Exercise goal: When the string "SeedSummary" occurs in a line of the listing below, return that line.

Exercise input:
-=-=-
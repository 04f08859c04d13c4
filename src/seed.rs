use log::{info, warn};

use crate::corpus::{CatalogTable, GlossaryTerm, SqlExample, CATALOG, GLOSSARY, SQL_HISTORY};
use crate::embedding::EmbeddingProvider;
use crate::error::Result;
use crate::schema::*;
use crate::store::{Point, RecordStore};

#[derive(Debug, Clone, Copy, Default, PartialEq, Eq)]
pub struct SeedSummary {
    pub glossary: usize,
    pub sql_history: usize,
    pub catalog: usize,
}

/// Creates the collection unless it already exists. Returns whether it was created.
pub async fn ensure_collection<S>(store: &S, name: &str, dimension: u64) -> Result<bool>
where
    S: RecordStore + ?Sized,
{
    if store.collection_exists(name).await? {
        info!("Collection {} already exists", name);
        return Ok(false);
    }

    store.create_collection(name, dimension).await?;
    info!("Created collection {} ({} dims)", name, dimension);
    Ok(true)
}

/// Creates payload indexes, logging and skipping the ones that fail.
/// Returns the number created.
pub async fn create_indexes<S>(store: &S, indexes: &[PayloadIndex]) -> usize
where
    S: RecordStore + ?Sized,
{
    let mut created = 0;
    for index in indexes {
        match store.create_index(index).await {
            Ok(()) => {
                info!("Created {:?} index on {}.{}", index.kind, index.collection, index.field);
                created += 1;
            }
            Err(e) => warn!(
                "Skipped index on {}.{}: {}",
                index.collection, index.field, e
            ),
        }
    }
    created
}

pub async fn glossary_points<E>(embedder: &E, terms: &[GlossaryTerm]) -> Result<Vec<Point>>
where
    E: EmbeddingProvider + ?Sized,
{
    let mut points = Vec::with_capacity(terms.len());
    for term in terms {
        let payload = GlossaryPayload::from(term);
        points.push(Point {
            id: term.id,
            vector: embedder.embed(&payload.embedding_text()).await?,
            payload: to_payload(&payload)?,
        });
    }
    Ok(points)
}

pub async fn sql_history_points<E>(embedder: &E, examples: &[SqlExample]) -> Result<Vec<Point>>
where
    E: EmbeddingProvider + ?Sized,
{
    let mut points = Vec::with_capacity(examples.len());
    for example in examples {
        let payload = SqlHistoryPayload::from(example);
        points.push(Point {
            id: example.id,
            vector: embedder.embed(&payload.embedding_text()).await?,
            payload: to_payload(&payload)?,
        });
    }
    Ok(points)
}

/// One point per table. Ids count up from [`CATALOG_ID_START`] in input order,
/// so reordering the tables renumbers them.
pub async fn catalog_points<E>(embedder: &E, tables: &[CatalogTable]) -> Result<Vec<Point>>
where
    E: EmbeddingProvider + ?Sized,
{
    let mut points = Vec::with_capacity(tables.len());
    let mut point_id = CATALOG_ID_START;
    for table in tables {
        let payload = CatalogPayload::from(table);
        points.push(Point {
            id: point_id,
            vector: embedder.embed(&payload.embedding_text()).await?,
            payload: to_payload(&payload)?,
        });
        point_id += 1;
    }
    Ok(points)
}

/// Loads the three static corpora, one collection at a time.
///
/// A failure part way leaves earlier collections written.
pub async fn seed_all<S, E>(store: &S, embedder: &E) -> Result<SeedSummary>
where
    S: RecordStore + ?Sized,
    E: EmbeddingProvider + ?Sized,
{
    let dimension = embedder.dimension() as u64;
    let mut summary = SeedSummary::default();
    info!("Seeding with {} ({} dims)", embedder.model_name(), dimension);

    ensure_collection(store, GLOSSARY_COLLECTION, dimension).await?;
    create_indexes(store, &SEED_INDEXES[..1]).await;
    let points = glossary_points(embedder, GLOSSARY).await?;
    summary.glossary = points.len();
    store.upsert(GLOSSARY_COLLECTION, points).await?;
    info!("Upserted {} glossary terms", summary.glossary);

    ensure_collection(store, SQL_HISTORY_COLLECTION, dimension).await?;
    create_indexes(store, &SEED_INDEXES[1..]).await;
    let points = sql_history_points(embedder, SQL_HISTORY).await?;
    summary.sql_history = points.len();
    store.upsert(SQL_HISTORY_COLLECTION, points).await?;
    info!("Upserted {} SQL examples", summary.sql_history);

    ensure_collection(store, CATALOG_COLLECTION, dimension).await?;
    let points = catalog_points(embedder, CATALOG).await?;
    summary.catalog = points.len();
    store.upsert(CATALOG_COLLECTION, points).await?;
    info!("Upserted {} catalog tables", summary.catalog);

    Ok(summary)
}

pub fn render_summary(summary: &SeedSummary) -> String {
    format!(
        "✅ Upsert 완료: {} {}건, {} {}건, {} {}건",
        GLOSSARY_COLLECTION,
        summary.glossary,
        SQL_HISTORY_COLLECTION,
        summary.sql_history,
        CATALOG_COLLECTION,
        summary.catalog
    )
}

#[cfg(test)]
mod tests {
    use super::*;
    use crate::test_utils::{FakeEmbedder, MemoryStore, TestContext};
    use serde_json::json;

    #[actix_rt::test]
    async fn test_catalog_ids_follow_input_order() {
        let embedder = FakeEmbedder::new(8);
        let points = catalog_points(&embedder, CATALOG).await.unwrap();

        let ids: Vec<u64> = points.iter().map(|p| p.id).collect();
        assert_eq!(ids, (1000..=1007).collect::<Vec<u64>>());
        assert_eq!(points[0].payload["table"], json!("employees"));
        assert_eq!(points[7].payload["table"], json!("project_assignments"));
    }

    #[actix_rt::test]
    async fn test_catalog_ids_change_with_order() {
        let embedder = FakeEmbedder::new(8);
        let reversed: Vec<CatalogTable> = CATALOG.iter().rev().copied().collect();
        let points = catalog_points(&embedder, &reversed).await.unwrap();
        assert_eq!(points[0].id, 1000);
        assert_eq!(points[0].payload["table"], json!("project_assignments"));
    }

    #[actix_rt::test]
    async fn test_points_embed_display_text() {
        let embedder = FakeEmbedder::new(8);
        glossary_points(&embedder, &GLOSSARY[..1]).await.unwrap();
        sql_history_points(&embedder, &SQL_HISTORY[..1]).await.unwrap();

        let texts = embedder.texts();
        assert_eq!(texts[0], "사번 :: 사원 고유키 :: 사번, 직원ID, employee id, uid");
        assert!(texts[1].starts_with("부서별 인원 :: 현재 재직자만 집계 :: SELECT"));
    }

    #[actix_rt::test]
    async fn test_seed_all_fills_three_collections() {
        let ctx = TestContext::new("test_seed_all_fills_three_collections");
        let summary = seed_all(&ctx.store, &ctx.embedder).await.unwrap();

        assert_eq!(
            summary,
            SeedSummary {
                glossary: 8,
                sql_history: 7,
                catalog: 8
            }
        );
        assert_eq!(ctx.store.len(GLOSSARY_COLLECTION), 8);
        assert_eq!(ctx.store.len(SQL_HISTORY_COLLECTION), 7);
        assert_eq!(ctx.store.len(CATALOG_COLLECTION), 8);
        assert_eq!(ctx.embedder.texts().len(), 23);
        assert!(ctx.store.has_index(GLOSSARY_COLLECTION, "type"));
        assert!(ctx.store.has_index(SQL_HISTORY_COLLECTION, "type"));
    }

    #[actix_rt::test]
    async fn test_seed_twice_is_an_overwrite() {
        let ctx = TestContext::new("test_seed_twice_is_an_overwrite");
        seed_all(&ctx.store, &ctx.embedder).await.unwrap();
        seed_all(&ctx.store, &ctx.embedder).await.unwrap();
        assert_eq!(ctx.store.len(GLOSSARY_COLLECTION), 8);
        assert_eq!(ctx.store.len(CATALOG_COLLECTION), 8);
    }

    #[actix_rt::test]
    async fn test_ensure_collection_skips_existing() {
        let store = MemoryStore::default();
        assert!(ensure_collection(&store, "c", 4).await.unwrap());
        assert!(!ensure_collection(&store, "c", 4).await.unwrap());
    }

    #[actix_rt::test]
    async fn test_index_failures_are_skipped() {
        let store = MemoryStore::default();
        // No collections yet, so every index creation fails
        assert_eq!(create_indexes(&store, &SEED_INDEXES).await, 0);

        ensure_collection(&store, GLOSSARY_COLLECTION, 4).await.unwrap();
        assert_eq!(create_indexes(&store, &SEED_INDEXES).await, 1);
    }

    #[actix_rt::test]
    async fn test_embedding_failure_aborts_seeding() {
        let store = MemoryStore::default();
        let embedder = FakeEmbedder::failing(8);
        assert!(seed_all(&store, &embedder).await.is_err());
        // The collection exists but nothing was written
        assert_eq!(store.len(GLOSSARY_COLLECTION), 0);
    }
}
-=-=-
Answer box:
pub struct SeedSummary {
pub async fn seed_all<S, E>(store: &S, embedder: &E) -> Result<SeedSummary>
    let mut summary = SeedSummary::default();
pub fn render_summary(summary: &SeedSummary) -> String {
            SeedSummary {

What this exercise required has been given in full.